Turns out, fake dragons can be just as dangerous as real ones.

While making the new live-action remake of How to Train Your Dragon, stars Mason Thames and Nico Parker, as well as writer-director Dean DeBlois, all walked away with some battle scars.

Like the animated original, How to Train Your Dragon follows Hiccup (Thames), an outcast Viking teen who learns the hard way that he’s not equipped to slay dragons, as is tradition in his village. So, instead, he changes history by befriending one of them, specifically a Night Fury he names Toothless.

In one scene, he takes his crush, fierce Viking warrior Astrid (Parker), on a wild ride on his dragon pal, and while the characters return safely to solid ground, Thames didn’t emerge from the scene unscathed.

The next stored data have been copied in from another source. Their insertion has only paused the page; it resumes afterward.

//! Fitted inference artifacts.
//!
//! The predictor treats trained artifacts as opaque capabilities: a
//! [`Transformer`] turning an aligned feature batch into a numeric matrix and
//! a [`Classifier`] turning that matrix into probabilities. The concrete
//! implementations here deserialize the artifacts produced by the training
//! pipelines; tests and alternative runtimes can plug in their own.

pub mod network;
pub mod transformer;

use arrow::record_batch::RecordBatch;
use rustc_hash::FxHashSet;

use crate::error::Result;

pub use network::{Activation, DenseNetwork, Layer, NetworkSpec};
pub use transformer::{
    FittedPreprocessor, OneHotEncoder, PreprocessorSpec, StandardScaler, Step, TransformerEntry,
};

/// Column groups recorded by a fitted transformer
#[derive(Debug, Clone, Default, PartialEq, Eq)]
pub struct ColumnGroups {
    /// Columns scaled as numbers
    pub numeric: FxHashSet<String>,
    /// Columns encoded as categories
    pub categorical: FxHashSet<String>,
    /// Columns passed through unchanged (numeric)
    pub passthrough: FxHashSet<String>,
}

impl ColumnGroups {
    /// Whether `column` is declared categorical
    #[must_use]
    pub fn is_categorical(&self, column: &str) -> bool {
        self.categorical.contains(column)
    }

    /// Every column named by any group
    pub fn all_columns(&self) -> impl Iterator<Item = &str> {
        self.numeric
            .iter()
            .chain(&self.categorical)
            .chain(&self.passthrough)
            .map(String::as_str)
    }
}

/// A fitted preprocessing step
///
/// Implementations must be safe to call concurrently from several requests.
pub trait Transformer: Send + Sync {
    /// Transform a batch of aligned rows into a numeric matrix (one row out
    /// per row in)
    fn transform(&self, batch: &RecordBatch) -> Result<Vec<Vec<f64>>>;

    /// Numeric/categorical grouping, when the transformer records one
    fn column_groups(&self) -> Option<&ColumnGroups> {
        None
    }
}

/// A fitted binary classifier
///
/// Implementations must be safe to call concurrently from several requests.
pub trait Classifier: Send + Sync {
    /// Positive-class probability for every row of `features`
    fn predict(&self, features: &[Vec<f64>]) -> Result<Vec<f64>>;
}
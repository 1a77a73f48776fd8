//! Configuration for `RiskPredictor`.

use std::path::PathBuf;

use crate::registry::Disease;

/// Default directory holding one sub-directory of artifacts per disease
pub const DEFAULT_ARTIFACT_DIR: &str = "models";

/// Configuration for the `RiskPredictor`
#[derive(Debug, Clone)]
pub struct PredictorConfig {
    /// Base path holding `<disease>/<disease>_{model,preprocessor,columns}.json`
    pub artifact_dir: PathBuf,
    /// Diseases to load, in dispatch order
    pub diseases: Vec<Disease>,
    /// Log synthesized and dropped columns for every aligned vector
    pub log_alignment: bool,
}

impl Default for PredictorConfig {
    fn default() -> Self {
        Self {
            artifact_dir: PathBuf::from(DEFAULT_ARTIFACT_DIR),
            diseases: Disease::ALL.to_vec(),
            log_alignment: true,
        }
    }
}

impl PredictorConfig {
    /// Default configuration reading artifacts from `artifact_dir`
    #[must_use]
    pub fn with_artifact_dir(artifact_dir: impl Into<PathBuf>) -> Self {
        Self {
            artifact_dir: artifact_dir.into(),
            ..Default::default()
        }
    }
}
//! Multi-disease cardiovascular risk prediction.
//!
//! Reconciles a partial, loosely named patient record into one correctly
//! ordered feature vector per disease model, runs the fitted artifacts and
//! buckets the resulting probabilities into risk levels.

pub mod align;
pub mod config;
pub mod error;
pub mod model;
pub mod normalize;
pub mod predict;
pub mod registry;
pub mod schema;
pub mod utils;

// Re-export the most common types for easier use
// Core types
pub use config::PredictorConfig;
pub use error::{ArtifactKind, Result, RiskError};
pub use predict::{DiseaseOutcome, PredictionReport, RegistryState, RiskLevel, RiskPredictor};
pub use registry::{Disease, ModelAsset, ModelRegistry};

// Pipeline stages
pub use align::{AlignedFeatureVector, AlignmentReport, Feature, GroupPolicy, align};
pub use normalize::{CanonicalRecord, normalize};
pub use schema::{FieldType, FieldValue, master_schema};

// Fitted artifacts
pub use model::{Classifier, ColumnGroups, DenseNetwork, FittedPreprocessor, Transformer};

// Arrow types
pub use arrow::record_batch::RecordBatch;

// Utility functions
pub use utils::init_logging;
//! Canonical schema for patient records.
//!
//! The schema is the contract the rest of the crate validates against: which
//! fields exist, their type class, their defaults, how their raw values are
//! re-encoded, and how each disease's training-time names map onto them.

pub mod adapt;
pub mod canonical;
pub mod field_def;
pub mod field_mapping;

pub use canonical::{MasterSchema, master_schema};
pub use field_def::{Coercion, FieldDefinition, FieldType, FieldValue};
pub use field_mapping::{DiseaseProfile, SEX_FIELDS, is_recognized_alias, profile};
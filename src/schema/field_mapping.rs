//! Per-disease field mapping
//!
//! Each disease model was trained on a dataset with its own column naming.
//! This module declares, per disease, the aliases that map those training-time
//! names onto canonical fields, the extra binary flags that need yes/no
//! encoding, and the fields removed before alignment.

use std::sync::LazyLock;

use rustc_hash::FxHashSet;

use crate::registry::Disease;

/// Canonical fields that all carry the patient's sex, in precedence order
pub const SEX_FIELDS: [&str; 3] = ["Sex", "sex", "Gender"];

/// Declarative normalization rules for one disease
#[derive(Debug, Clone, Copy)]
pub struct DiseaseProfile {
    /// `(alias, canonical target)` pairs
    pub renames: &'static [(&'static str, &'static str)],
    /// Fields encoded with yes/no coercion in addition to the schema's own
    pub yes_no_fields: &'static [&'static str],
    /// Fields removed from the record before alignment
    pub dropped_fields: &'static [&'static str],
}

const STROKE: DiseaseProfile = DiseaseProfile {
    renames: &[
        ("Heart_disease", "heart_disease"),
        ("Glucose_level", "glucose_level"),
        ("Smoking_status", "smoking_status"),
        ("Work_type", "work_type"),
        ("Residence_type", "residence_type"),
    ],
    yes_no_fields: &[],
    dropped_fields: &[],
};

const HEART_FAILURE: DiseaseProfile = DiseaseProfile {
    renames: &[
        ("ChestPainType", "chest_pain_type"),
        ("Chest_pain_type", "chest_pain_type"),
        ("RestingBP", "resting_bp"),
        ("Cholesterol", "cholesterol"),
        ("FastingBS", "fasting_bs"),
        ("Fasting_bs", "fasting_bs"),
        ("RestingECG", "resting_ecg"),
        ("Resting_ecg", "resting_ecg"),
        ("MaxHR", "max_hr"),
        ("ExerciseAngina", "exercise_angina"),
        ("Oldpeak", "oldpeak"),
        ("ST_Slope", "st_slope"),
        ("St_slope", "st_slope"),
    ],
    yes_no_fields: &[],
    dropped_fields: &[],
};

const HYPERTENSION: DiseaseProfile = DiseaseProfile {
    renames: &[
        ("male", "sex"),
        ("age", "Age"),
        ("currentSmoker", "smokes"),
        ("BPMeds", "BP_Medications"),
        ("totChol", "cholesterol"),
        ("sysBP", "systolic_bp"),
        ("diaBP", "diastolic_bp"),
        ("heartRate", "heart_rate"),
        ("glucose", "glucose_level"),
    ],
    yes_no_fields: &[],
    dropped_fields: &[],
};

const HEART_ATTACK: DiseaseProfile = DiseaseProfile {
    renames: &[
        ("Heart rate", "heart_rate"),
        ("Systolic blood pressure", "systolic_bp"),
        ("Diastolic blood pressure", "diastolic_bp"),
        ("Blood sugar", "blood_sugar"),
        ("CK_MB", "CK-MB"),
        ("Troponin_level", "Troponin"),
    ],
    yes_no_fields: &[],
    dropped_fields: &["Married", "work_type", "residence_type"],
};

const CAD: DiseaseProfile = DiseaseProfile {
    renames: &[
        ("DM", "diabetes"),
        ("HTN", "hypertension"),
        ("Current Smoker", "smokes"),
        ("EX-Smoker", "formerly_smoked"),
        ("BP", "systolic_bp"),
        ("PR", "heart_rate"),
        ("Typical Chest Pain", "typical_angina"),
        ("Atypical", "atypical_angina"),
        ("Nonanginal", "non_anginal_pain"),
        ("TG", "triglycerides"),
    ],
    yes_no_fields: &[
        "Obesity",
        "CRF",
        "CVA",
        "Airway disease",
        "Thyroid Disease",
        "CHF",
        "DLP",
        "Edema",
        "Weak Peripheral Pulse",
        "Lung rales",
        "Systolic Murmur",
        "Diastolic Murmur",
        "Dyspnea",
        "typical_angina",
        "atypical_angina",
        "non_anginal_pain",
        "Exertional CP",
        "LowTH Ang",
        "Q Wave",
        "St Elevation",
        "St Depression",
        "Tinversion",
        "LVH",
        "Poor R Progression",
    ],
    dropped_fields: &[],
};

static RECOGNIZED_ALIASES: LazyLock<FxHashSet<&'static str>> = LazyLock::new(|| {
    Disease::ALL
        .iter()
        .flat_map(|d| profile(*d).renames.iter().map(|(alias, _)| *alias))
        .collect()
});

/// Normalization rules for a disease
#[must_use]
pub fn profile(disease: Disease) -> &'static DiseaseProfile {
    match disease {
        Disease::Stroke => &STROKE,
        Disease::HeartFailure => &HEART_FAILURE,
        Disease::Hypertension => &HYPERTENSION,
        Disease::HeartAttack => &HEART_ATTACK,
        Disease::Cad => &CAD,
    }
}

/// Whether `name` is an alias in any disease's rename table
#[must_use]
pub fn is_recognized_alias(name: &str) -> bool {
    RECOGNIZED_ALIASES.contains(name)
}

“Every time I had to fly the dragon in the movie, I was on this gimbal thing, and it was like a giant mechanical bull,” Thames tells Entertainment Weekly. “And we were doing a scene where it’s me and Nico on the dragon, and Toothless is kind of going crazy and wild, and she’s trying to hold on. So we start the scene and [the gimbal] starts going, and it’s going, and it’s really crazy.”

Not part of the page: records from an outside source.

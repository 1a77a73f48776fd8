//! Fitted preprocessing pipelines
//!
//! Two artifact shapes are supported:
//!
//! - a column transformer: an ordered list of named steps, each applied to
//!   its own columns (standard scaling, one-hot encoding or passthrough),
//!   with the outputs concatenated in step order;
//! - a bare standard scaler applied positionally to every input column.
//!
//! Only the column transformer records column groups.

use arrow::array::{Array, ArrayRef, AsArray};
use arrow::compute::cast;
use arrow::datatypes::{DataType, Float64Type};
use arrow::record_batch::RecordBatch;
use itertools::Itertools;
use serde::{Deserialize, Serialize};

use crate::error::{Result, RiskError};
use crate::model::{ColumnGroups, Transformer};

/// Serialized form of a fitted preprocessor
#[derive(Debug, Clone, PartialEq, Serialize, Deserialize)]
#[serde(tag = "kind", rename_all = "snake_case")]
pub enum PreprocessorSpec {
    /// Named steps applied to disjoint column sets
    ColumnTransformer { transformers: Vec<TransformerEntry> },
    /// Positional scaling of every column
    StandardScaler(StandardScaler),
}

/// One step of a column transformer
#[derive(Debug, Clone, PartialEq, Serialize, Deserialize)]
pub struct TransformerEntry {
    pub name: String,
    pub columns: Vec<String>,
    pub step: Step,
}

/// Fitted transformation applied by a column transformer entry
#[derive(Debug, Clone, PartialEq, Serialize, Deserialize)]
#[serde(tag = "type", rename_all = "snake_case")]
pub enum Step {
    StandardScaler(StandardScaler),
    OneHot(OneHotEncoder),
    Passthrough,
}

/// Per-column `(x - mean) / scale`
#[derive(Debug, Clone, PartialEq, Serialize, Deserialize)]
pub struct StandardScaler {
    pub mean: Vec<f64>,
    pub scale: Vec<f64>,
}

impl StandardScaler {
    fn validate(&self, expected: usize) -> std::result::Result<(), String> {
        if self.mean.len() != expected || self.scale.len() != expected {
            return Err(format!(
                "standard scaler fitted on {}/{} values for {expected} columns",
                self.mean.len(),
                self.scale.len()
            ));
        }
        if self.mean.iter().any(|m| !m.is_finite()) {
            return Err("standard scaler mean is not finite".to_string());
        }
        if self.scale.iter().any(|s| !s.is_finite() || *s == 0.0) {
            return Err("standard scaler scale must be finite and non-zero".to_string());
        }
        Ok(())
    }

    fn apply(&self, index: usize, value: f64) -> f64 {
        (value - self.mean[index]) / self.scale[index]
    }
}

/// One indicator per known category; unknown categories encode as all zeros
#[derive(Debug, Clone, PartialEq, Serialize, Deserialize)]
pub struct OneHotEncoder {
    pub categories: Vec<Vec<String>>,
    #[serde(default)]
    pub drop_first: bool,
}

impl OneHotEncoder {
    fn validate(&self, expected: usize) -> std::result::Result<(), String> {
        if self.categories.len() != expected {
            return Err(format!(
                "one-hot encoder fitted on {} columns, step declares {expected}",
                self.categories.len()
            ));
        }
        if self.categories.iter().any(Vec::is_empty) {
            return Err("one-hot encoder has a column without categories".to_string());
        }
        Ok(())
    }

    fn width(&self, index: usize) -> usize {
        self.categories[index].len() - usize::from(self.drop_first)
    }

    fn encode(&self, index: usize, label: &str, out: &mut Vec<f64>) {
        let skip = usize::from(self.drop_first);
        out.extend(
            self.categories[index]
                .iter()
                .skip(skip)
                .map(|category| if category == label { 1.0 } else { 0.0 }),
        );
    }
}

impl Step {
    fn output_width(&self, columns: usize) -> usize {
        match self {
            Self::OneHot(encoder) => (0..columns).map(|i| encoder.width(i)).sum(),
            Self::StandardScaler(_) | Self::Passthrough => columns,
        }
    }
}

/// A validated preprocessor ready for inference
#[derive(Debug, Clone)]
pub struct FittedPreprocessor {
    spec: PreprocessorSpec,
    groups: Option<ColumnGroups>,
    output_width: usize,
}

impl FittedPreprocessor {
    /// Validate a deserialized preprocessor
    ///
    /// Returns a description of the first inconsistency found.
    pub fn new(spec: PreprocessorSpec) -> std::result::Result<Self, String> {
        let (groups, output_width) = match &spec {
            PreprocessorSpec::ColumnTransformer { transformers } => {
                if transformers.is_empty() {
                    return Err("column transformer has no steps".to_string());
                }
                let mut width = 0;
                for entry in transformers {
                    let checked = match &entry.step {
                        Step::StandardScaler(scaler) => scaler.validate(entry.columns.len()),
                        Step::OneHot(encoder) => encoder.validate(entry.columns.len()),
                        Step::Passthrough => Ok(()),
                    };
                    checked.map_err(|reason| format!("step '{}': {reason}", entry.name))?;
                    width += entry.step.output_width(entry.columns.len());
                }
                let columns = transformers.iter().flat_map(|entry| &entry.columns);
                if let Some(duplicate) = columns.duplicates().next() {
                    return Err(format!("column '{duplicate}' is claimed by two steps"));
                }
                (Some(derive_groups(transformers)), width)
            }
            PreprocessorSpec::StandardScaler(scaler) => {
                if scaler.mean.is_empty() {
                    return Err("standard scaler has no columns".to_string());
                }
                scaler.validate(scaler.mean.len())?;
                (None, scaler.mean.len())
            }
        };

        Ok(Self {
            spec,
            groups,
            output_width,
        })
    }

    /// Number of values produced per row
    #[must_use]
    pub fn output_width(&self) -> usize {
        self.output_width
    }

    /// Number of input columns consumed positionally, for bare scalers
    #[must_use]
    pub fn positional_width(&self) -> Option<usize> {
        match &self.spec {
            PreprocessorSpec::StandardScaler(scaler) => Some(scaler.mean.len()),
            PreprocessorSpec::ColumnTransformer { .. } => None,
        }
    }

    /// Columns referenced by name, in step order
    pub fn referenced_columns(&self) -> impl Iterator<Item = &str> {
        let transformers = match &self.spec {
            PreprocessorSpec::ColumnTransformer { transformers } => transformers.as_slice(),
            PreprocessorSpec::StandardScaler(_) => &[],
        };
        transformers
            .iter()
            .flat_map(|entry| entry.columns.iter().map(String::as_str))
    }
}

/// Group columns by step name, falling back to the step's own kind
fn derive_groups(transformers: &[TransformerEntry]) -> ColumnGroups {
    let mut groups = ColumnGroups::default();
    for entry in transformers {
        let target = match (entry.name.as_str(), &entry.step) {
            ("num", _) => &mut groups.numeric,
            ("cat", _) => &mut groups.categorical,
            ("pass" | "passthrough" | "remainder", _) => &mut groups.passthrough,
            (_, Step::StandardScaler(_)) => &mut groups.numeric,
            (_, Step::OneHot(_)) => &mut groups.categorical,
            (_, Step::Passthrough) => &mut groups.passthrough,
        };
        target.extend(entry.columns.iter().cloned());
    }
    groups
}

fn lookup<'a>(batch: &'a RecordBatch, name: &str) -> Result<&'a ArrayRef> {
    batch
        .column_by_name(name)
        .ok_or_else(|| RiskError::transform(format!("Missing column '{name}'")))
}

fn numeric_values(name: &str, array: &ArrayRef) -> Result<Vec<f64>> {
    let array = cast(array, &DataType::Float64)?;
    let values = array.as_primitive::<Float64Type>();
    if values.null_count() > 0 {
        return Err(RiskError::transform(format!(
            "Column '{name}' holds non-numeric values"
        )));
    }
    Ok(values.values().to_vec())
}

fn string_values(name: &str, array: &ArrayRef) -> Result<Vec<String>> {
    let array = cast(array, &DataType::Utf8)?;
    array
        .as_string::<i32>()
        .iter()
        .map(|value| {
            value
                .map(str::to_string)
                .ok_or_else(|| RiskError::transform(format!("Column '{name}' holds null values")))
        })
        .collect()
}

impl Transformer for FittedPreprocessor {
    fn transform(&self, batch: &RecordBatch) -> Result<Vec<Vec<f64>>> {
        let mut rows = vec![Vec::with_capacity(self.output_width); batch.num_rows()];

        match &self.spec {
            PreprocessorSpec::ColumnTransformer { transformers } => {
                for entry in transformers {
                    for (index, name) in entry.columns.iter().enumerate() {
                        let column = lookup(batch, name)?;
                        match &entry.step {
                            Step::StandardScaler(scaler) => {
                                let values = numeric_values(name, column)?;
                                for (row, value) in rows.iter_mut().zip(values) {
                                    row.push(scaler.apply(index, value));
                                }
                            }
                            Step::OneHot(encoder) => {
                                let labels = string_values(name, column)?;
                                for (row, label) in rows.iter_mut().zip(&labels) {
                                    encoder.encode(index, label, row);
                                }
                            }
                            Step::Passthrough => {
                                let values = numeric_values(name, column)?;
                                for (row, value) in rows.iter_mut().zip(values) {
                                    row.push(value);
                                }
                            }
                        }
                    }
                }
            }
            PreprocessorSpec::StandardScaler(scaler) => {
                if batch.num_columns() != scaler.mean.len() {
                    return Err(RiskError::ShapeMismatch {
                        expected: scaler.mean.len(),
                        actual: batch.num_columns(),
                    });
                }
                for (index, (field, column)) in
                    batch.schema_ref().fields().iter().zip(batch.columns()).enumerate()
                {
                    let values = numeric_values(field.name(), column)?;
                    for (row, value) in rows.iter_mut().zip(values) {
                        row.push(scaler.apply(index, value));
                    }
                }
            }
        }

        Ok(rows)
    }

    fn column_groups(&self) -> Option<&ColumnGroups> {
        self.groups.as_ref()
    }
}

Hiccup (Mason Thames) takes Toothless for a ride in ‘How to Train Your Dragon’.

Universal Pictures


He continues, “And then the dragon goes down. Normally, when the dragon goes down, [the gimbal] goes up. So I get down, I’m ready, and then the dragon goes up and the head smacks me in the chin, and three rod iron bolts smacked me.”

Like a pro, Thames says he continued with the scene, not immediately realizing the extent of the injury. That is, until the sequence called for Astrid almost to fall off, and promptly grab Hiccup’s face for support.

“They call cut, and I just hear Nico go, ‘Oh my God,'” he says, doing his best imitation of Parker’s British accent in the process. “She looks at her hands, and they’re covered in blood. Oh, no. I looked down and there’s a pool of blood on the dragon. And I go down and I look in a little mirror we had, and there’s a little chunk of my chin gone — and it sucked.” Thames had to get five stitches, but to add insult to injury, the stitches had to be redone because, as he puts it, “The doctor put the stitches in and then was like, ‘Eh, I can do better,’ and cut ‘em out and put ‘em back.”

Parker was a little traumatized from the experience, but not for the reasons you’d think. “It wasn’t my fault, really wasn’t my fault,” she insists. “But, from my perspective, what had happened right before he hit his chin is we were looking at my hands, because me and Mason would be up on that dragon for really quite long stretches at a time. And I remember my nails had gotten quite long and we’d forgotten to trim them or file ‘em or anything. So they were quite long.”

The next take called for her to grab Thames’ face, and before they called action, Thames joked that Parker was going to cut him with her long fingernails. “Then I’m looking at my nails and I’m like, oh my God, these actually, they wouldn’t cut him, but what if I accidentally dig or scratch him — and this is the golden child here. I can’t hurt him,” she says, laughing.

That very next take, Thames busted his chin, but Parker, who was seated behind her costar on the “dragon,” didn’t know that’s what happened at the time. She says she just remembers hearing him make a grunting noise, and next thing she knew, her hands were covered in blood. Thames and the crew were more than happy to keep the joke going and let her believe it was her fault.

Hiccup (Mason Thames) and Astrid (Nico Parker) in Universal Pictures’ ‘How to Train Your Dragon’.

Universal Pictures


“I remember afterwards, initially, everyone was like, ‘Nico’s nails have just hurt our boy. Nico’s just cut our favorite cast member.’ And I remember being like, oh my God, this is awful,” she says. “And then we watched it back, and you could see him bash his chin. Thank God. I would’ve felt really… I felt so bad when we thought it was me. And he was not letting it up. He thought it was so funny.”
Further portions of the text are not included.